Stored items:

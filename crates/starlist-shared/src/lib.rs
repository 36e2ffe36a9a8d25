use serde::{
  Deserialize,
  Deserializer,
  Serialize,
  Serializer
};

/// A task as the backend reports it.
///
/// Field names follow the proto3 JSON
/// mapping. The server may omit
/// default values (`false`, `""`), so
/// every field defaults on decode.
#[derive(
  Debug,
  Clone,
  Serialize,
  Deserialize,
  PartialEq,
  Eq,
  Default,
)]
#[serde(rename_all = "camelCase")]
pub struct Task {
  #[serde(default)]
  pub id:         String,
  #[serde(default)]
  pub text:       String,
  #[serde(default)]
  pub completed:  bool,
  #[serde(default)]
  pub favorite:   bool,
  #[serde(default)]
  pub created_at: String,
  #[serde(default)]
  pub due_at:     String
}

impl Task {
  pub fn has_due(&self) -> bool {
    !self.due_at.trim().is_empty()
  }
}

/// One field of a partial update.
///
/// `Keep` is left out of the request
/// entirely; `Set` is always sent, even
/// when it carries an empty value.
#[derive(
  Debug, Clone, PartialEq, Eq,
)]
pub enum PatchField<T> {
  Keep,
  Set(T)
}

impl<T> PatchField<T> {
  pub fn is_keep(&self) -> bool {
    matches!(self, Self::Keep)
  }

  pub fn as_set(&self) -> Option<&T> {
    match self {
      | Self::Keep => None,
      | Self::Set(value) => Some(value)
    }
  }
}

impl<T> Default for PatchField<T> {
  fn default() -> Self {
    Self::Keep
  }
}

impl<T: Serialize> Serialize
  for PatchField<T>
{
  fn serialize<S>(
    &self,
    serializer: S
  ) -> Result<S::Ok, S::Error>
  where
    S: Serializer
  {
    match self {
      | Self::Keep => {
        serializer.serialize_none()
      }
      | Self::Set(value) => {
        value.serialize(serializer)
      }
    }
  }
}

impl<'de, T: Deserialize<'de>>
  Deserialize<'de> for PatchField<T>
{
  fn deserialize<D>(
    deserializer: D
  ) -> Result<Self, D::Error>
  where
    D: Deserializer<'de>
  {
    T::deserialize(deserializer)
      .map(Self::Set)
  }
}

#[derive(
  Debug,
  Clone,
  Serialize,
  Deserialize,
  Default,
)]
pub struct GetTasksRequest {}

#[derive(
  Debug,
  Clone,
  Serialize,
  Deserialize,
  Default,
)]
pub struct GetTasksResponse {
  #[serde(default)]
  pub tasks: Vec<Task>
}

#[derive(
  Debug, Clone, Serialize, Deserialize,
)]
pub struct AddTaskRequest {
  pub text: String
}

#[derive(
  Debug,
  Clone,
  Serialize,
  Deserialize,
  Default,
)]
pub struct AddTaskResponse {
  #[serde(default)]
  pub task: Option<Task>
}

#[derive(
  Debug,
  Clone,
  Serialize,
  Deserialize,
  PartialEq,
  Eq,
  Default,
)]
#[serde(rename_all = "camelCase")]
pub struct UpdateTaskRequest {
  pub id:        String,
  #[serde(
    default,
    skip_serializing_if = "PatchField::is_keep"
  )]
  pub completed: PatchField<bool>,
  #[serde(
    default,
    skip_serializing_if = "PatchField::is_keep"
  )]
  pub favorite:  PatchField<bool>,
  #[serde(
    default,
    skip_serializing_if = "PatchField::is_keep"
  )]
  pub due_at:    PatchField<String>
}

impl UpdateTaskRequest {
  pub fn new(
    id: impl Into<String>
  ) -> Self {
    Self {
      id: id.into(),
      ..Self::default()
    }
  }

  pub fn completed(
    mut self,
    completed: bool
  ) -> Self {
    self.completed =
      PatchField::Set(completed);
    self
  }

  pub fn favorite(
    mut self,
    favorite: bool
  ) -> Self {
    self.favorite =
      PatchField::Set(favorite);
    self
  }

  pub fn due_at(
    mut self,
    due_at: impl Into<String>
  ) -> Self {
    self.due_at =
      PatchField::Set(due_at.into());
    self
  }

  pub fn clear_due_at(self) -> Self {
    self.due_at(String::new())
  }

  pub fn is_empty(&self) -> bool {
    self.completed.is_keep()
      && self.favorite.is_keep()
      && self.due_at.is_keep()
  }
}

#[derive(
  Debug,
  Clone,
  Serialize,
  Deserialize,
  Default,
)]
pub struct UpdateTaskResponse {
  #[serde(default)]
  pub success: bool,
  #[serde(default)]
  pub task:    Option<Task>
}

#[derive(
  Debug, Clone, Serialize, Deserialize,
)]
pub struct DeleteTaskRequest {
  pub id: String
}

#[derive(
  Debug,
  Clone,
  Serialize,
  Deserialize,
  Default,
)]
pub struct DeleteTaskResponse {
  #[serde(default)]
  pub success: bool
}

/// Error body of a failed Connect
/// unary call.
#[derive(
  Debug,
  Clone,
  Serialize,
  Deserialize,
  Default,
)]
pub struct ConnectErrorBody {
  #[serde(default)]
  pub code:    String,
  #[serde(default)]
  pub message: String
}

What is being asked:
Go through the records and pull out each line that includes the word "UpdateTaskRequest".

Task response:
pub struct UpdateTaskRequest {
impl UpdateTaskRequest {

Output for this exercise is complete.